The Rams are desperate for any consistency in their offense, but offensive coordinator Rob Boras realizes a steady running game would make it easier for Gurley to find the rhythm he has lacked all season. Gurley and Los Angeles' offensive line simply can't execute it against those run-focused defenses.
''For any runner, and especially a guy like Todd ... the more carries they get, the more that they're going to settle in,'' Boras said. ''Not only as a runner, but as the blockers, the O-line, the tight ends. Part of that is staying on the field and sustaining some drives and eliminating three-and-outs. That's obviously what we're trying to get done.''
Gurley and the running game seemed to be the Rams' greatest offensive strength heading into this homecoming season. The Georgia product romped to 1,106 yards and 10 touchdowns last year, impressing the entire NFL with his speed and tenacity. The 10th overall pick in the 2015 draft was the Offensive Rookie of the Year despite starting just 12 games, making up for it by averaging 4.8 yards per carry.

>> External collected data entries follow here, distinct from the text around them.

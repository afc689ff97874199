//! Configuration loading and management.
//!
//! Loads turnkeeper configuration from `./config.toml` (or
//! `$TURNKEEPER_CONFIG_PATH`). Environment variables override file values;
//! file values override defaults. Precedence: env vars > config file >
//! defaults; a missing file is not an error.

use std::path::PathBuf;

use anyhow::{Context, Result};
use serde::Deserialize;

/// Top-level turnkeeper configuration loaded from TOML.
#[derive(Debug, Clone, Default, Deserialize)]
#[serde(default)]
pub struct Config {
    pub memory: MemoryConfig,
    pub thresholds: ThresholdsConfig,
    pub planner: PlannerConfig,
    pub llm: LlmConfig,
    pub checkpoint: CheckpointConfig,
    pub languages: LanguagesConfig,
}

impl Config {
    /// Load configuration with precedence: env vars > TOML file > defaults.
    pub fn load() -> Result<Self> {
        let mut config = Self::load_from_file()?;
        config.apply_overrides(|key| std::env::var(key).ok());
        Ok(config)
    }

    fn load_from_file() -> Result<Self> {
        let path = Self::config_path()?;
        match std::fs::read_to_string(&path) {
            Ok(contents) => {
                tracing::info!(path = %path.display(), "loading config from file");
                let config: Config =
                    toml::from_str(&contents).context("failed to parse config TOML")?;
                Ok(config)
            }
            Err(e) if e.kind() == std::io::ErrorKind::NotFound => {
                tracing::info!("no config file found, using defaults");
                Ok(Config::default())
            }
            Err(e) => Err(anyhow::anyhow!("failed to read config file: {e}")),
        }
    }

    fn config_path() -> Result<PathBuf> {
        Self::config_path_with(|key| std::env::var(key).ok())
    }

    fn config_path_with(env: impl Fn(&str) -> Option<String>) -> Result<PathBuf> {
        if let Some(p) = env("TURNKEEPER_CONFIG_PATH") {
            return Ok(PathBuf::from(p));
        }
        Ok(PathBuf::from("config.toml"))
    }

    /// Apply environment overrides. Takes a resolver function for
    /// testability rather than calling `std::env::set_var` in tests.
    fn apply_overrides(&mut self, env: impl Fn(&str) -> Option<String>) {
        if let Some(v) = env("TURNKEEPER_FUZZY_MATCH_MIN") {
            apply_parsed(&v, "TURNKEEPER_FUZZY_MATCH_MIN", &mut self.thresholds.fuzzy_match_min);
        }
        if let Some(v) = env("TURNKEEPER_DISAMBIGUATION_GAP") {
            apply_parsed(
                &v,
                "TURNKEEPER_DISAMBIGUATION_GAP",
                &mut self.thresholds.disambiguation_gap,
            );
        }
        if let Some(v) = env("TURNKEEPER_CALENDAR_DELETE_THRESHOLD") {
            apply_parsed(
                &v,
                "TURNKEEPER_CALENDAR_DELETE_THRESHOLD",
                &mut self.thresholds.calendar_delete_threshold,
            );
        }
        if let Some(v) = env("TURNKEEPER_CONFIDENCE_THRESHOLD") {
            apply_parsed(
                &v,
                "TURNKEEPER_CONFIDENCE_THRESHOLD",
                &mut self.thresholds.confidence_threshold,
            );
        }

        if let Some(v) = env("TURNKEEPER_OLLAMA_URL") {
            self.llm.local.base_url = v;
        }
        if let Some(v) = env("TURNKEEPER_LOCAL_MODEL") {
            self.llm.local.model = v;
        }
        if let Some(key) = env("TURNKEEPER_CLOUD_API_KEY") {
            let model = env("TURNKEEPER_CLOUD_MODEL").unwrap_or_else(|| {
                self.llm
                    .cloud
                    .as_ref()
                    .map(|c| c.model.clone())
                    .unwrap_or_else(default_cloud_model)
            });
            let base_url = env("TURNKEEPER_CLOUD_BASE_URL").unwrap_or_else(|| {
                self.llm
                    .cloud
                    .as_ref()
                    .map(|c| c.base_url.clone())
                    .unwrap_or_else(default_cloud_base_url)
            });
            self.llm.cloud = Some(LlmCloudConfig {
                base_url,
                api_key: key,
                model,
            });
        }
    }

    /// Parse a TOML string into config (for testing).
    pub fn from_toml(toml_str: &str) -> Result<Self> {
        let config: Config = toml::from_str(toml_str).context("failed to parse config TOML")?;
        Ok(config)
    }
}

fn apply_parsed(raw: &str, var: &'static str, slot: &mut f64) {
    match raw.parse() {
        Ok(n) => *slot = n,
        Err(_) => tracing::warn!(var, value = %raw, "ignoring invalid env override"),
    }
}

/// `[memory]` — ConversationMemory bounds (spec §6).
#[derive(Debug, Clone, Deserialize)]
#[serde(default)]
pub struct MemoryConfig {
    pub max_context_msgs: usize,
    pub max_total_tokens: u32,
    pub max_system_msgs: usize,
    pub chars_per_token: f64,
    pub conversation_ttl_secs: u64,
    pub disambiguation_ttl_secs: u64,
}

impl Default for MemoryConfig {
    fn default() -> Self {
        Self {
            max_context_msgs: 10,
            max_total_tokens: 500,
            max_system_msgs: 3,
            chars_per_token: 3.5,
            conversation_ttl_secs: 12 * 3600,
            disambiguation_ttl_secs: 5 * 60,
        }
    }
}

/// `[thresholds]` — scoring cutoffs shared across resolvers and HITL.
#[derive(Debug, Clone, Deserialize)]
#[serde(default)]
pub struct ThresholdsConfig {
    pub fuzzy_match_min: f64,
    pub disambiguation_gap: f64,
    pub calendar_delete_threshold: f64,
    pub confidence_threshold: f64,
}

impl Default for ThresholdsConfig {
    fn default() -> Self {
        Self {
            fuzzy_match_min: 0.3,
            disambiguation_gap: 0.2,
            calendar_delete_threshold: 0.4,
            confidence_threshold: 0.7,
        }
    }
}

/// `[planner]` — Planner LLM call parameters.
#[derive(Debug, Clone, Deserialize)]
#[serde(default)]
pub struct PlannerConfig {
    pub model: String,
    pub temperature: f64,
    pub max_tokens: u32,
}

impl Default for PlannerConfig {
    fn default() -> Self {
        Self {
            model: "llama3".to_string(),
            temperature: 0.3,
            max_tokens: 2500,
        }
    }
}

/// `[llm]` — gateway provider configuration.
#[derive(Debug, Clone, Default, Deserialize)]
#[serde(default)]
pub struct LlmConfig {
    pub local: LlmLocalConfig,
    pub cloud: Option<LlmCloudConfig>,
}

/// Local (e.g. Ollama / LM Studio) provider config.
#[derive(Debug, Clone, Deserialize)]
#[serde(default)]
pub struct LlmLocalConfig {
    pub base_url: String,
    #[serde(alias = "default_model")]
    pub model: String,
}

impl Default for LlmLocalConfig {
    fn default() -> Self {
        Self {
            base_url: "http://localhost:11434".to_string(),
            model: "llama3".to_string(),
        }
    }
}

fn default_cloud_base_url() -> String {
    "https://api.openai.com".to_string()
}

fn default_cloud_model() -> String {
    "gpt-4o".to_string()
}

/// Cloud provider config (OpenAI-chat-completions-compatible).
#[derive(Clone, Deserialize)]
pub struct LlmCloudConfig {
    #[serde(default = "default_cloud_base_url")]
    pub base_url: String,
    pub api_key: String,
    #[serde(default = "default_cloud_model", alias = "default_model")]
    pub model: String,
}

impl std::fmt::Debug for LlmCloudConfig {
    fn fmt(&self, f: &mut std::fmt::Formatter<'_>) -> std::fmt::Result {
        f.debug_struct("LlmCloudConfig")
            .field("base_url", &self.base_url)
            .field("api_key", &"__REDACTED__")
            .field("model", &self.model)
            .finish()
    }
}

/// `[checkpoint]` — checkpoint store LRU/TTL policy.
#[derive(Debug, Clone, Deserialize)]
#[serde(default)]
pub struct CheckpointConfig {
    pub ttl_secs: u64,
    pub max_entries: usize,
}

impl Default for CheckpointConfig {
    fn default() -> Self {
        Self {
            ttl_secs: 30 * 60,
            max_entries: 10_000,
        }
    }
}

/// `[languages]` — supported language tags and fallback.
#[derive(Debug, Clone, Deserialize)]
#[serde(default)]
pub struct LanguagesConfig {
    pub supported: Vec<String>,
    pub fallback: String,
}

impl Default for LanguagesConfig {
    fn default() -> Self {
        Self {
            supported: vec!["he".to_string(), "en".to_string()],
            fallback: "en".to_string(),
        }
    }
}
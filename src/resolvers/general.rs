//! General/meta resolver configuration (spec §4.4).
//!
//! Handles conversational and meta turns (greetings, "what can you do")
//! that never reach an executor — `respond` is the only operation and it
//! never needs entity resolution.

use std::sync::Arc;

use super::{CapabilityResolver, Resolver, ResolverSpec};
use crate::llm::LlmGateway;
use crate::types::Capability;

const SYSTEM_PROMPT: &str = "\
You are the general resolver. The step is conversational or meta — there \
is no external side effect. Produce operation 'respond' with args.reply \
set to a short, friendly response.";

const SUPPORTED_ACTIONS: &[&str] = &["respond"];

pub fn general_resolver(gateway: Arc<dyn LlmGateway>, model: impl Into<String>) -> Arc<dyn Resolver> {
    let spec = ResolverSpec {
        capability: Capability::General,
        entity_type: "none",
        supported_actions: SUPPORTED_ACTIONS,
        system_prompt: SYSTEM_PROMPT,
        fallback,
        keyword_hints: |_| vec![],
    };
    Arc::new(CapabilityResolver::new(spec, gateway, model))
}

fn fallback(raw_message: &str) -> (String, serde_json::Value) {
    (
        "respond".to_string(),
        serde_json::json!({ "reply": "Got it.", "rawMessage": raw_message }),
    )
}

But Gurley's production hit another trough last weekend when he got 48 yards on a season-low 12 carries against Carolina. He even watched the final drive from the sideline in favor of Benny Cunningham, the Rams' favored back in two-minute drill situations.
The struggles have prompted Gurley to go back to the elemental foundations of his position. While his coaches haven't criticized his performance, Gurley clearly has been discussing the importance of patience when hitting holes or reading blockers.
''Even when the hole is not there, (what's important is) still being able to just read it the same, and don't try to do nothing outside of the play,'' Gurley said. ''Just making sure you're on the same track as everybody else, because once you start to predetermine stuff, that's when you know you're not on the same page as your linemen. You try to bounce it outside. You get holding calls. You just want to stay consistent.''
Gurley missed two practices this week with a thigh injury, but returned at full strength Friday. He plans to play in New York, and his body feels much better than it did last season, when he missed training camp while recovering from knee surgery.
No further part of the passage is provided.